U.S. stocks fell on Tuesday, marking a historically difficult month for markets, with AI darling Nvidia (NVDA) and chip stocks dragging tech stocks lower. Meanwhile, attention turned to a week of economic and labor market data, led by a key monthly jobs report.
The Dow Jones Industrial Average (^DJI) lost 1%, or more than 400 points. The S&P 500 (^GSPC) lost 1.4%, while the tech-heavy Nasdaq Composite (^IXIC) fell 2.4%.
Stock prices are falling back from their highs as Wall Street settles down after a turbulent August and faces a potentially stormy September. Investors are weighing the risk of data shocks or presidential election surprises in a month that is typically terrifying for traders.
Early trading on Tuesday didn’t exactly offer a rosy outlook. Nvidia (NVDA) fell more than 7% on Tuesday as investors continue to retreat following a lackluster earnings report and lingering questions about the future of AI trading. Other chip stocks fell in lockstep, with Broadcom (AVGO), Qualcomm (QCOM) and Taiwan Semiconductor Manufacturing Company (TSM) all down more than 5%.
Another important topic is the August employment report, due out on Friday, which could influence how much the Federal Reserve cuts interest rates at its meeting later this month. With inflation now easing, policymakers are eagerly awaiting a recovery in the labor market.

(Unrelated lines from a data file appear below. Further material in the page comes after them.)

pub mod validate;
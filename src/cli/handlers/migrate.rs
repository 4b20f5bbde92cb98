//! Migrate command handler
//!
//! Handles database migration operations including dry-run and rollback.

use crate::config::{DatabaseEngine, Settings};
use crate::db::{pending_migrations, revert_migrations, run_pending_migrations};
use crate::error::{AppError, AppResult};

pub struct MigrateCommandHandler {
    config: Settings,
}

impl MigrateCommandHandler {
    pub fn new(config: Settings) -> Self {
        Self { config }
    }

    /// Execute the migrate command with dry-run and rollback support
    ///
    /// # Errors
    /// - The configured engine has no schema (`memory`)
    /// - Database connection errors
    /// - Migration execution errors
    pub async fn execute(&self, dry_run: bool, rollback: Option<u32>) -> AppResult<()> {
        self.config.database.validate()?;
        self.ensure_postgres()?;

        let database_url = self.config.database.url.clone();

        if dry_run {
            println!("Checking for pending migrations...");
            let pending = pending_migrations(database_url).await?;
            if pending.is_empty() {
                println!("✓ No pending migrations found - database is up to date");
            } else {
                println!("Found {} pending migration(s):", pending.len());
                for name in &pending {
                    println!("  - {}", name);
                }
                println!("\nRun without --dry-run to apply these migrations");
            }
            return Ok(());
        }

        if let Some(steps) = rollback {
            println!("Rolling back up to {} migration(s)...", steps);
            let reverted = revert_migrations(database_url, steps).await?;
            tracing::info!(count = reverted.len(), "Migrations reverted");
            if reverted.is_empty() {
                println!("✓ Nothing to roll back");
            } else {
                println!("✓ Rolled back {} migration(s):", reverted.len());
                for version in &reverted {
                    println!("  - {}", version);
                }
            }
            return Ok(());
        }

        println!("Running database migrations...");
        let applied = run_pending_migrations(database_url).await?;
        tracing::info!(count = applied.len(), "Migrations applied");
        if applied.is_empty() {
            println!("✓ No migrations to apply - database is already up to date");
        } else {
            println!("✓ Applied {} migration(s):", applied.len());
            for version in &applied {
                println!("  - {}", version);
            }
        }

        Ok(())
    }

    fn ensure_postgres(&self) -> AppResult<()> {
        match self.config.database.engine()? {
            DatabaseEngine::Postgres => Ok(()),
            DatabaseEngine::Memory => Err(AppError::Validation {
                field: "database.engine".to_string(),
                reason: "Migrations require the postgres engine".to_string(),
            }),
        }
    }
}

#[cfg(test)]
mod tests {
    use super::*;

    #[tokio::test]
    async fn test_memory_engine_is_rejected() {
        let mut config = Settings::default();
        config.database.engine = "memory".to_string();

        match MigrateCommandHandler::new(config).execute(false, None).await {
            Err(AppError::Validation { field, .. }) => assert_eq!(field, "database.engine"),
            other => panic!("Expected Validation error, got {:?}", other),
        }
    }

    #[tokio::test]
    async fn test_missing_database_url_is_rejected() {
        let config = Settings::default();
        assert!(matches!(
            MigrateCommandHandler::new(config).execute(true, None).await,
            Err(AppError::Configuration { .. })
        ));
    }
}
//! Characters proxy handler.

use axum::{
    Extension, Json,
    extract::{Query, State},
    http::StatusCode,
};
use utoipa_axum::router::OpenApiRouter;
use utoipa_axum::routes;

use crate::api::doc::CHARACTER_TAG;
use crate::api::dto::ErrorResponse;
use crate::api::middleware::UpstreamBody;
use crate::error::AppResult;
use crate::external::CharacterQuery;
use crate::state::AppState;

pub fn character_routes() -> OpenApiRouter<AppState> {
    OpenApiRouter::new().routes(routes!(list_characters))
}

/// GET /characters - Relays the upstream answer, status code included.
#[utoipa::path(
    get,
    path = "/",
    tag = CHARACTER_TAG,
    params(CharacterQuery),
    responses(
        (status = 200, description = "Upstream character page", body = Object),
        (status = 404, description = "Upstream found nothing", body = Object),
        (status = 502, description = "Upstream unreachable or not JSON", body = ErrorResponse)
    )
)]
async fn list_characters(
    State(state): State<AppState>,
    Query(query): Query<CharacterQuery>,
) -> AppResult<(StatusCode, Extension<UpstreamBody>, Json<serde_json::Value>)> {
    let upstream = state.services.characters.list_characters(&query).await?;
    Ok((upstream.status, Extension(UpstreamBody), Json(upstream.body)))
}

The main question for investors is whether signs of a slowdown in the July employment report were overdone – or whether it is an early warning of a broader slowdown. Any signs of stress should put pressure on the Fed to cut rates more. According to the CME FedWatch tool, traders on Tuesday calculated a 31% probability of a 50 basis point cut, up from 25 basis points.
According to the latest figures from the Institute for Supply Management (ISM), the US manufacturing index rose slightly last month. However, the figure reflects slower factory activity and is below a threshold that suggests a decline in the manufacturing sector.